Professore Abdolmohammadi, prima di tutto, quali notizie le giungono in questi giorni dall’Iran?
La situazione in questo momento possiamo definirla di sospensione, nel senso che ci sono tantissime persone ancora in carcere dopo le proteste di piazza. Ci sono stati anche dei provvedimenti di grazia e migliaia di persone hanno potuto ritrovare la libertà. Restano però nelle carceri circa cinquemila persone, tra queste soprattutto giovani e una decina di avvocati.
La questione dei diritti umani non riguarda solo i dissidenti, ma anche i loro avvocati impegnati a difenderli. Le difficoltà non mancano?
Proprio così. Uno dei problemi principali in Iran in questo momento è quello di riuscire ad esercitare nei confronti dei manifestanti, soprattutto quelli più giovani che sono stati arrestati, un adeguato diritto di difesa. Spesso il diritto di difesa è impedito o reso difficoltoso. Gli avvocati d’ufficio che vengono assegnati fanno parte dell’entourage della Repubblica islamica. Questa situazione fa sì che gli avvocati di fiducia abbiano difficoltà a difendere al meglio i manifestanti arrestati in questo periodo.
In Iran il diritto di difesa è messo a dura prova per non dire violato?
Non sarei così netto e farei delle distinzioni in base alle varie vicende che commentiamo.
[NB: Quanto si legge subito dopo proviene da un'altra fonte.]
// SPDX-License-Identifier: MIT
// Copyright 2026 Roland Dreier <roland@rolandd.dev>

//! In-memory ride store backed by concurrent maps.

use crate::db::RideStore;
use crate::error::{AppError, Result};
use crate::models::{LogPoint, Ride, RideId, RideState};
use chrono::{DateTime, Utc};
use dashmap::DashMap;
use std::sync::atomic::{AtomicU64, Ordering};

/// Process-local store. Ride ids start at 1 and are never reused.
#[derive(Debug)]
pub struct MemoryStore {
    next_id: AtomicU64,
    rides: DashMap<RideId, Ride>,
    logs: DashMap<RideId, Vec<LogPoint>>,
}

impl Default for MemoryStore {
    fn default() -> Self {
        Self::new()
    }
}

impl MemoryStore {
    pub fn new() -> Self {
        Self {
            next_id: AtomicU64::new(1),
            rides: DashMap::new(),
            logs: DashMap::new(),
        }
    }

    /// Total number of stored log points across all rides.
    pub fn log_point_count(&self) -> usize {
        self.logs.iter().map(|entry| entry.value().len()).sum()
    }
}

impl RideStore for MemoryStore {
    fn insert_ride(&self, name: Option<String>, created_at: DateTime<Utc>) -> Result<Ride> {
        let id = RideId(self.next_id.fetch_add(1, Ordering::Relaxed));
        let ride = Ride {
            id,
            name,
            state: RideState::Created,
            created_at,
            updated_at: created_at,
        };
        self.rides.insert(id, ride.clone());
        Ok(ride)
    }

    fn get_ride(&self, id: RideId) -> Result<Option<Ride>> {
        Ok(self.rides.get(&id).map(|ride| ride.clone()))
    }

    fn list_rides(&self) -> Result<Vec<Ride>> {
        let mut rides: Vec<Ride> = self.rides.iter().map(|r| r.value().clone()).collect();
        rides.sort_by_key(|r| r.id);
        Ok(rides)
    }

    fn update_ride(&self, ride: &Ride) -> Result<()> {
        let mut stored = self
            .rides
            .get_mut(&ride.id)
            .ok_or(AppError::UnknownRide(ride.id))?;
        // created_at is immutable
        stored.name = ride.name.clone();
        stored.state = ride.state;
        stored.updated_at = ride.updated_at;
        Ok(())
    }

    fn delete_ride(&self, id: RideId) -> Result<Option<Ride>> {
        // Removing the ride first blocks until in-flight appends (which hold
        // the ride entry) finish; afterwards appends see UnknownRide.
        let ride = self.rides.remove(&id).map(|(_, ride)| ride);
        self.logs.remove(&id);
        Ok(ride)
    }

    fn insert_log_point(&self, point: &LogPoint) -> Result<()> {
        let _ride = self
            .rides
            .get(&point.ride_id)
            .ok_or(AppError::UnknownRide(point.ride_id))?;

        let mut log = self.logs.entry(point.ride_id).or_default();
        if let Some(last) = log.last() {
            if point.recorded_at <= last.recorded_at {
                return Err(AppError::Database(format!(
                    "log point for ride {} at {} is not after {}",
                    point.ride_id, point.recorded_at, last.recorded_at
                )));
            }
        }
        log.push(point.clone());
        Ok(())
    }

    fn log_points(&self, id: RideId) -> Result<Vec<LogPoint>> {
        if !self.rides.contains_key(&id) {
            return Err(AppError::UnknownRide(id));
        }
        Ok(self
            .logs
            .get(&id)
            .map(|log| log.clone())
            .unwrap_or_default())
    }
}
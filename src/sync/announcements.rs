//! Outbound announcement emission.
//!
//! Thin by intent: the emitter packages block or hash payloads with the
//! first-sync flag and hands them to the exchange. Peer selection and eth/67
//! suppression live in the exchange.

use crate::{
    exchange::{BlockExchange, ExchangeMessage, OutboundNewBlock, OutboundNewBlockHashes},
    primitives::Block,
};
use tracing::warn;

/// Emits outbound announcements through the block exchange.
///
/// Owns the `is_first_sync` flag: true until the first complete verify cycle
/// finishes, false thereafter until process restart.
#[derive(Debug)]
pub struct AnnouncementEmitter {
    first_sync: bool,
}

impl Default for AnnouncementEmitter {
    fn default() -> Self {
        Self::new()
    }
}

impl AnnouncementEmitter {
    /// Create an emitter in the initial catch-up phase.
    pub fn new() -> Self {
        Self { first_sync: true }
    }

    /// Whether the driver is still in its initial catch-up phase.
    pub fn is_first_sync(&self) -> bool {
        self.first_sync
    }

    /// Record that a verify cycle has completed; gossip is no longer
    /// suppressed.
    pub fn mark_first_sync_complete(&mut self) {
        self.first_sync = false;
    }

    /// Announce freshly inserted blocks. A no-op on an empty set. Emission
    /// failures are logged and swallowed; they never block the sync cycle.
    pub fn announce_new_blocks<E: BlockExchange>(&self, exchange: &E, blocks: Vec<Block>) {
        if blocks.is_empty() {
            return;
        }
        let message = OutboundNewBlock { blocks, is_first_sync: self.first_sync };
        if let Err(err) = exchange.accept(ExchangeMessage::NewBlock(message)) {
            warn!(target: "sync", %err, "failed to deliver new-block announcement");
        }
    }

    /// Announce the hashes of a newly verified head. Emission failures are
    /// logged and swallowed.
    pub fn announce_new_block_hashes<E: BlockExchange>(&self, exchange: &E) {
        let message = OutboundNewBlockHashes { is_first_sync: self.first_sync };
        if let Err(err) = exchange.accept(ExchangeMessage::NewBlockHashes(message)) {
            warn!(target: "sync", %err, "failed to deliver new-block-hashes announcement");
        }
    }
}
Il diritto di difesa nei casi delle manifestazioni politiche è sicuramente sottoposto a delle compressioni. Nel diritto civile, nelle controversie che riguardano questa materia, non possiamo dire che sia negato il diritto di difesa. Il sistema giudiziario è sempre inquadrato nella cornice islamica e cerca di funzionare tenendo conto delle varie esigenze e problematiche che può avere ogni sistema giudiziario. Il problema dell’esercizio del diritto di difesa è emerso in riferimento alle manifestazioni di protesta alle quali stiamo assistendo e alla critica alla Repubblica islamica. I manifestanti non hanno avuto la possibilità di scegliere liberamente i loro difensori, tra questi anche i quattro eroi per la libertà, giustiziati pochi mesi fa.
Le difficoltà riguardano anche i giudici che vogliono mantenere un atteggiamento indipendente e vogliono agire con imparzialità? I giudici sono sottoposti a pressioni?
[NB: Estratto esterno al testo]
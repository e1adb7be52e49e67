//! Total-difficulty fork choice over recently seen headers.

mod view;

pub use view::{ForkChoiceView, DEFAULT_RETENTION_DEPTH};
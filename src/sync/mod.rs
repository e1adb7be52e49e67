//! The proof-of-work sync driver and its supporting pieces.

mod announcements;
mod config;
mod driver;
mod error;

pub use announcements::AnnouncementEmitter;
pub use config::{
    SyncConfig, DEFAULT_BOOTSTRAP_HEADERS, DEFAULT_PRUNE_WINDOW, DEFAULT_QUEUE_POLL_INTERVAL,
    DEFAULT_RESUME_LOOKBACK,
};
pub use driver::{SyncDriver, SyncDriverBuilder, SyncDriverHandle, UnwindPoint};
pub use error::SyncError;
Nel caso dei giudici parliamo di una situazione un po’ diversa rispetto a quella degli avvocati. Stiamo parlando di un sistema in cui opera una magistratura islamica, diversa dalla magistratura laica. Dunque, i magistrati di per sé fanno parte del sistema della Repubblica islamica, dato anche che sono nominati in un sistema verticistico. Per gli avvocati, invece, le cose cambiano, in quanto fanno parte di una categoria professionale più indipendente. Ecco perché per i magistrati è difficile inquadrarli in un sistema di indipendenza, così come lo intendiamo noi in Italia. In tale contesto se ci sono dei magistrati indipendenti è chiaro che sarebbero in difficoltà per il tipo di impostazione al quale ho fatto riferimento poco fa.
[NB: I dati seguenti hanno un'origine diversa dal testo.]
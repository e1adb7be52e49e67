//! Channel-backed block exchange facade.
//!
//! Control calls become commands on an unbounded channel, accepted messages
//! flow on a second channel, and sync status is published through shared
//! atomics. The out-of-scope download state machine plugs in by holding the
//! [`DownloaderHandle`]; tests drive the handle directly.

use super::{
    queue, BlockBatchSender, BlockExchange, ExchangeError, ExchangeMessage, ResultQueue,
    TargetTracking,
};
use crate::primitives::{Block, BlockHeader};
use alloy_primitives::BlockNumber;
use std::sync::{
    atomic::{AtomicBool, AtomicU64, Ordering},
    Arc,
};
use tokio::sync::mpsc;
use tracing::warn;

/// Control signals sent to the downloader.
#[derive(Debug)]
pub enum DownloaderCommand {
    /// Bootstrap window of recent headers.
    InitialState(Vec<BlockHeader>),
    /// Start or resume downloading above `from`.
    DownloadBlocks {
        /// Height to download above.
        from: BlockNumber,
        /// Target selection mode.
        tracking: TargetTracking,
    },
    /// Cooperative stop.
    StopDownloading,
}

/// Sync status shared between the facade and the downloader.
#[derive(Debug, Default)]
struct Status {
    in_sync: AtomicBool,
    current_height: AtomicU64,
}

/// Driver-side facade over a channel-connected downloader.
#[derive(Debug)]
pub struct ChannelBlockExchange {
    commands: mpsc::UnboundedSender<DownloaderCommand>,
    messages: mpsc::UnboundedSender<ExchangeMessage>,
    status: Arc<Status>,
    results: ResultQueue,
}

/// Downloader-side handle feeding the facade.
#[derive(Debug)]
pub struct DownloaderHandle {
    commands: mpsc::UnboundedReceiver<DownloaderCommand>,
    messages: mpsc::UnboundedReceiver<ExchangeMessage>,
    batches: BlockBatchSender,
    status: Arc<Status>,
}

impl ChannelBlockExchange {
    /// Create a connected facade/handle pair.
    pub fn new() -> (Self, DownloaderHandle) {
        let (command_tx, command_rx) = mpsc::unbounded_channel();
        let (message_tx, message_rx) = mpsc::unbounded_channel();
        let (batches, results) = queue::channel();
        let status = Arc::new(Status::default());

        let exchange = Self {
            commands: command_tx,
            messages: message_tx,
            status: Arc::clone(&status),
            results,
        };
        let handle =
            DownloaderHandle { commands: command_rx, messages: message_rx, batches, status };
        (exchange, handle)
    }

    fn send_command(&self, command: DownloaderCommand) {
        if self.commands.send(command).is_err() {
            warn!(target: "sync::exchange", "downloader is gone, dropping control signal");
        }
    }
}

impl BlockExchange for ChannelBlockExchange {
    fn initial_state(&self, last_headers: Vec<BlockHeader>) {
        self.send_command(DownloaderCommand::InitialState(last_headers));
    }

    fn download_blocks(&self, from: BlockNumber, tracking: TargetTracking) {
        self.send_command(DownloaderCommand::DownloadBlocks { from, tracking });
    }

    fn result_queue(&mut self) -> &mut ResultQueue {
        &mut self.results
    }

    fn in_sync(&self) -> bool {
        self.status.in_sync.load(Ordering::Relaxed)
    }

    fn current_height(&self) -> BlockNumber {
        self.status.current_height.load(Ordering::Relaxed)
    }

    fn stop_downloading(&self) {
        self.send_command(DownloaderCommand::StopDownloading);
    }

    fn accept(&self, message: ExchangeMessage) -> Result<(), ExchangeError> {
        self.messages.send(message).map_err(|_| ExchangeError::Closed)
    }
}

impl DownloaderHandle {
    /// Push a completed batch onto the result queue.
    pub fn send_blocks(&self, batch: Vec<Block>) -> Result<(), ExchangeError> {
        self.batches.send(batch)
    }

    /// A clone of the batch sender, for additional download workers.
    pub fn batch_sender(&self) -> BlockBatchSender {
        self.batches.clone()
    }

    /// Publish whether the downloader considers itself caught up.
    pub fn set_in_sync(&self, in_sync: bool) {
        self.status.in_sync.store(in_sync, Ordering::Relaxed);
    }

    /// Publish the height the downloader has progressed to.
    pub fn set_current_height(&self, height: BlockNumber) {
        self.status.current_height.store(height, Ordering::Relaxed);
    }

    /// Wait for the next control signal from the driver.
    pub async fn next_command(&mut self) -> Option<DownloaderCommand> {
        self.commands.recv().await
    }

    /// Pop a control signal if one is already queued.
    pub fn try_next_command(&mut self) -> Option<DownloaderCommand> {
        self.commands.try_recv().ok()
    }

    /// Wait for the next accepted message from the driver.
    pub async fn next_message(&mut self) -> Option<ExchangeMessage> {
        self.messages.recv().await
    }

    /// Pop an accepted message if one is already queued.
    pub fn try_next_message(&mut self) -> Option<ExchangeMessage> {
        self.messages.try_recv().ok()
    }
}
impl ForkChoiceView {
    /// Create an empty view. `reset_head` installs the first anchor.
    pub fn new() -> Self {
        Self::default()
    }

    /// Clear the view and install `head` as the sole anchor.
    pub fn reset_head(&mut self, head: ChainHead) {
        self.entries.clear();
        self.waiting.clear();
        self.entries.insert(
            head.hash,
            Tracked { number: head.number, header: None, total_difficulty: Some(head.total_difficulty) },
        );
        self.best = head;
    }

    /// Add a header, computing and storing its cumulative total difficulty.
    ///
    /// Returns the computed value so callers can back-annotate their block.
    /// Unknown-parent headers are parked, not rejected; they report
    /// `U256::ZERO` until their parent arrives. Re-adding a known header is a
    /// no-op returning the stored value.
    pub fn add(&mut self, header: BlockHeader) -> U256 {
        let hash = header.hash();

        if let Some(entry) = self.entries.get_mut(&hash) {
            match (entry.header.is_some(), entry.total_difficulty) {
                // Already linked or parked; nothing new to learn.
                (true, td) => return td.unwrap_or(U256::ZERO),
                // Anchor or derived trunk entry gaining its full header:
                // the parent's cumulative difficulty becomes derivable.
                (false, Some(td)) => {
                    entry.header = Some(header.clone());
                    self.derive_parent(&header, td);
                    return td;
                }
                (false, None) => unreachable!("tracked entry without header or difficulty"),
            }
        }

        let parent_td = self.entries.get(&header.parent_hash).and_then(|p| p.total_difficulty);
        match parent_td {
            Some(parent_td) => {
                let td = parent_td + header.difficulty;
                self.entries.insert(
                    hash,
                    Tracked { number: header.number, header: Some(header), total_difficulty: Some(td) },
                );
                self.settle(hash, td);
                td
            }
            None => {
                trace!(target: "sync::forkchoice", %hash, parent = %header.parent_hash, "parking header with unknown parent");
                self.waiting.entry(header.parent_hash).or_default().push(hash);
                self.entries.insert(
                    hash,
                    Tracked { number: header.number, header: Some(header), total_difficulty: None },
                );
                U256::ZERO
            }
        }
    }

    /// Current best head.
    pub fn head(&self) -> ChainHead {
        self.best
    }

    /// Height of the current best head.
    pub fn head_height(&self) -> BlockNumber {
        self.best.number
    }

    /// Hash of the current best head.
    pub fn head_hash(&self) -> B256 {
        self.best.hash
    }

    /// Cumulative total difficulty of the current best head.
    pub fn head_total_difficulty(&self) -> U256 {
        self.best.total_difficulty
    }

    /// Whether the view tracks the given hash.
    pub fn contains(&self, hash: &B256) -> bool {
        self.entries.contains_key(hash)
    }

    /// Number of tracked entries.
    pub fn len(&self) -> usize {
        self.entries.len()
    }

    /// Whether the view is empty.
    pub fn is_empty(&self) -> bool {
        self.entries.is_empty()
    }

    /// Drop entries with a height below `keep_from`.
    ///
    /// Called once the engine has confirmed a new canonical head; the caller
    /// passes `head - retention window` so cold branches stop accumulating.
    pub fn prune(&mut self, keep_from: BlockNumber) {
        self.entries.retain(|_, entry| entry.number >= keep_from);
        let entries = &self.entries;
        self.waiting.retain(|_, children| {
            children.retain(|child| entries.contains_key(child));
            !children.is_empty()
        });
    }

    /// Propagate a freshly known cumulative difficulty through the view:
    /// the entry competes for the head, parked children link upward, and
    /// trunk ancestors gain derived values downward.
    fn settle(&mut self, hash: B256, total_difficulty: U256) {
        let mut work = vec![(hash, total_difficulty)];
        while let Some((hash, td)) = work.pop() {
            let entry = match self.entries.get(&hash) {
                Some(entry) => entry.clone(),
                None => continue,
            };
            self.consider_best(ChainHead::new(entry.number, hash, td));

            if let Some(header) = &entry.header {
                if let Some((parent, parent_td)) = self.derivable_parent(header, td) {
                    work.push((parent, parent_td));
                }
            }

            if let Some(children) = self.waiting.remove(&hash) {
                for child in children {
                    if let Some(child_entry) = self.entries.get_mut(&child) {
                        let difficulty = child_entry
                            .header
                            .as_ref()
                            .map(|h| h.difficulty)
                            .unwrap_or(U256::ZERO);
                        let child_td = td + difficulty;
                        child_entry.total_difficulty = Some(child_td);
                        work.push((child, child_td));
                    }
                }
            }
        }
    }

    /// Record the parent of a now-complete trunk entry, deriving its
    /// cumulative difficulty by subtraction, then settle it.
    fn derive_parent(&mut self, header: &BlockHeader, td: U256) {
        if let Some((parent, parent_td)) = self.derivable_parent(header, td) {
            self.settle(parent, parent_td);
        }
    }

    /// Compute the parent's cumulative difficulty from a child's, recording
    /// the parent entry if the view has not seen it. Returns `None` when the
    /// parent is already linked, the child is at height zero, or the
    /// subtraction is not meaningful.
    fn derivable_parent(&mut self, header: &BlockHeader, td: U256) -> Option<(B256, U256)> {
        if header.number == 0 {
            return None;
        }
        let parent_td = td.checked_sub(header.difficulty)?;
        let parent = header.parent_hash;
        match self.entries.get_mut(&parent) {
            Some(entry) if entry.total_difficulty.is_some() => None,
            Some(entry) => {
                entry.total_difficulty = Some(parent_td);
                Some((parent, parent_td))
            }
            None => {
                self.entries.insert(
                    parent,
                    Tracked {
                        number: header.number - 1,
                        header: None,
                        total_difficulty: Some(parent_td),
                    },
                );
                Some((parent, parent_td))
            }
        }
    }

    /// Move the best pointer if `candidate` wins under the fork-choice rule.
    fn consider_best(&mut self, candidate: ChainHead) {
        let best = &self.best;
        let wins = candidate.total_difficulty > best.total_difficulty
            || (candidate.total_difficulty == best.total_difficulty
                && (candidate.number < best.number
                    || (candidate.number == best.number && candidate.hash < best.hash)));
        if wins {
            trace!(
                target: "sync::forkchoice",
                number = candidate.number,
                hash = %candidate.hash,
                td = %candidate.total_difficulty,
                "new best head"
            );
            self.best = candidate;
        }
    }
}
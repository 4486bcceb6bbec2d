mod fault_reporter;

pub use fault_reporter::*;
Il presidente della Repubblica, Sergio Mattarella, ha espresso “personale indignazione” per la repressione delle manifestazioni a Teheran e nelle altre città iraniane. Ieri ha ascoltato con attenzione, durante la sua visita a Potenza, la testimonianza della giovane Pegah Moshir Pour. L’Italia e la comunità internazionale sono al fianco dei giovani iraniani. il cambiamento è ancora lontano?
Il Presidente Mattarella, non soltanto ieri, ma anche in altre occasioni è stato uno dei pochi importanti uomini di Stato a livello internazionale ad esprimere profonda sensibilità verso il tema della violazione dei diritti umani che riguarda i giovani e le donne iraniane. A differenza di una parte dell’élite europea, che ha cercato in qualche modo di essere più diplomatica, il Presidente Mattarella ha sottolineato in modo specifico che di fronte alla violazione dei diritti fondamentali il mondo libero non può essere silente. L’intervento del nostro Presidente è molto importante. Spero che sia di ispirazione per altre cariche europee, troppo timide di fronte ai giovani e alle donne che hanno perso la vita in Iran e che perdono la vita in nome della libertà individuali.
Quale futuro vede per l’Iran?
Siamo di fronte ad una prospettiva di un cambiamento epocale ed importante. Siamo già di fronte ad una rivoluzione culturale, ad un “Rinascimento iraniano”. È in corso una rivoluzione culturale ma non ancora politica, dato che la Repubblica islamica esprime il potere. Stiamo inoltre assistendo ad un cambiamento strutturale dei codici valoriali della società. Quella iraniana è la società civile più laica del Medioriente e del Nord Africa. Il popolo vuole la separazione della religione dalla politica.